↓↓↓

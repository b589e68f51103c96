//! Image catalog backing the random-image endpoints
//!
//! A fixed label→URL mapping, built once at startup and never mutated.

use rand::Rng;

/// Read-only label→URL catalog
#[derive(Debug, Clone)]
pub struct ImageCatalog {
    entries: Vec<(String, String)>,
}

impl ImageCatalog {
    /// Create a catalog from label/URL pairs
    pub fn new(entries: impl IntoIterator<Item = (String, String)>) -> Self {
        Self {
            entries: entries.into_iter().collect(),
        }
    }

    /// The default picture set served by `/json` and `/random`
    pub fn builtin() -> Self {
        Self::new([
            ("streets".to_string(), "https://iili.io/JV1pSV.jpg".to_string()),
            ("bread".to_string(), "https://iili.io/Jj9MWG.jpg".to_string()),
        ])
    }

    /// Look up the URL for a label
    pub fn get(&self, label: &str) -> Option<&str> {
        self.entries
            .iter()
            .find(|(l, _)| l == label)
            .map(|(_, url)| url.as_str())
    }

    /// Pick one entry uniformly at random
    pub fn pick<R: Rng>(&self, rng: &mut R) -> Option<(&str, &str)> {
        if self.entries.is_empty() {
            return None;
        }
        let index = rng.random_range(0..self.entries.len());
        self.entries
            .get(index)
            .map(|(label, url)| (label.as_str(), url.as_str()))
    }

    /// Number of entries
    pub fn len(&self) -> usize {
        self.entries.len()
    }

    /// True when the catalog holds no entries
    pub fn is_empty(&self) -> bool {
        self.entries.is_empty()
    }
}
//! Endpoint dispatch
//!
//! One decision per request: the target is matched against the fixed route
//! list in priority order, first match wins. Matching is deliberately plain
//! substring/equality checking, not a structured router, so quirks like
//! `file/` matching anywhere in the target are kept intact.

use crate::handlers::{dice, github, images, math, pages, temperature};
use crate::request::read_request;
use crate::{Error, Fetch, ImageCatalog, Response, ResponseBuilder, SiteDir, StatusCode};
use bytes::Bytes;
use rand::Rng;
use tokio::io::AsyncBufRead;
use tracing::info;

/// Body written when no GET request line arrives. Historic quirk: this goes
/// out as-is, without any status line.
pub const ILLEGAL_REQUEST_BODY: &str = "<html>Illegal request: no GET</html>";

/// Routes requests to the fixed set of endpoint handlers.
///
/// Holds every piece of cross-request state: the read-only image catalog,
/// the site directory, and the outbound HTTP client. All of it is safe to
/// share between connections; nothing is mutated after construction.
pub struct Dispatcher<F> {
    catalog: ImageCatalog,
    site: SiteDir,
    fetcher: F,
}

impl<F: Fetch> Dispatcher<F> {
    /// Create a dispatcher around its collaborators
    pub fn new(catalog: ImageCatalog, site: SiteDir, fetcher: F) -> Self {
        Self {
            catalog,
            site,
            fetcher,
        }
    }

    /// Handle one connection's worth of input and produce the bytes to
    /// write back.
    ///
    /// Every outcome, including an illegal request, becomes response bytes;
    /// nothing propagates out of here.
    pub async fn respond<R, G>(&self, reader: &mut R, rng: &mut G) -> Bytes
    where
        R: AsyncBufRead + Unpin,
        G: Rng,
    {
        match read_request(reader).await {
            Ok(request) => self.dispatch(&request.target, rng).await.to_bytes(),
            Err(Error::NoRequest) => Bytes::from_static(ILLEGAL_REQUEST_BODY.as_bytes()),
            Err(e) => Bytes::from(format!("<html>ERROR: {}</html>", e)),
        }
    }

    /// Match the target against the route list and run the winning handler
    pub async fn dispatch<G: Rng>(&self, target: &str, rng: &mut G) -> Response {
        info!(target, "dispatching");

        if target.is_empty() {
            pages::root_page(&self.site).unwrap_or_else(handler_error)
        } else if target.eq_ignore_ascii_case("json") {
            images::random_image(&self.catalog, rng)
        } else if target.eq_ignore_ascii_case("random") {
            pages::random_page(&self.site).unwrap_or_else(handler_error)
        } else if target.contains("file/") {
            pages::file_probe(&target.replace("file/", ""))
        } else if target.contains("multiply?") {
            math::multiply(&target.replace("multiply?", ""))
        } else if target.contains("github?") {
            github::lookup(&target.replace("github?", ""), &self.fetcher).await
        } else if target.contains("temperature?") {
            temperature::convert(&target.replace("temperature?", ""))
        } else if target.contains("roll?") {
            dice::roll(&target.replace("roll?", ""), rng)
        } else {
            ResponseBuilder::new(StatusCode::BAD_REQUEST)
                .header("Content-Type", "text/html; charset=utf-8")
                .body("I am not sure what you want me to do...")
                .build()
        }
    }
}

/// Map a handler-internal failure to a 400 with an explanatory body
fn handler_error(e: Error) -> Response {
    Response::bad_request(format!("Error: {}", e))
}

↑↑↑

▶ **Directions for this task**: Please transcribe the records exactly from their first line through the line holding "pub fn builtin()", and leave out all others.

▶ **Result of the exercise**:
repository b589e68f51103c96
//! Image catalog backing the random-image endpoints
//!
//! A fixed label→URL mapping, built once at startup and never mutated.

use rand::Rng;

/// Read-only label→URL catalog
#[derive(Debug, Clone)]
pub struct ImageCatalog {
    entries: Vec<(String, String)>,
}

impl ImageCatalog {
    /// Create a catalog from label/URL pairs
    pub fn new(entries: impl IntoIterator<Item = (String, String)>) -> Self {
        Self {
            entries: entries.into_iter().collect(),
        }
    }

    /// The default picture set served by `/json` and `/random`
    pub fn builtin() -> Self {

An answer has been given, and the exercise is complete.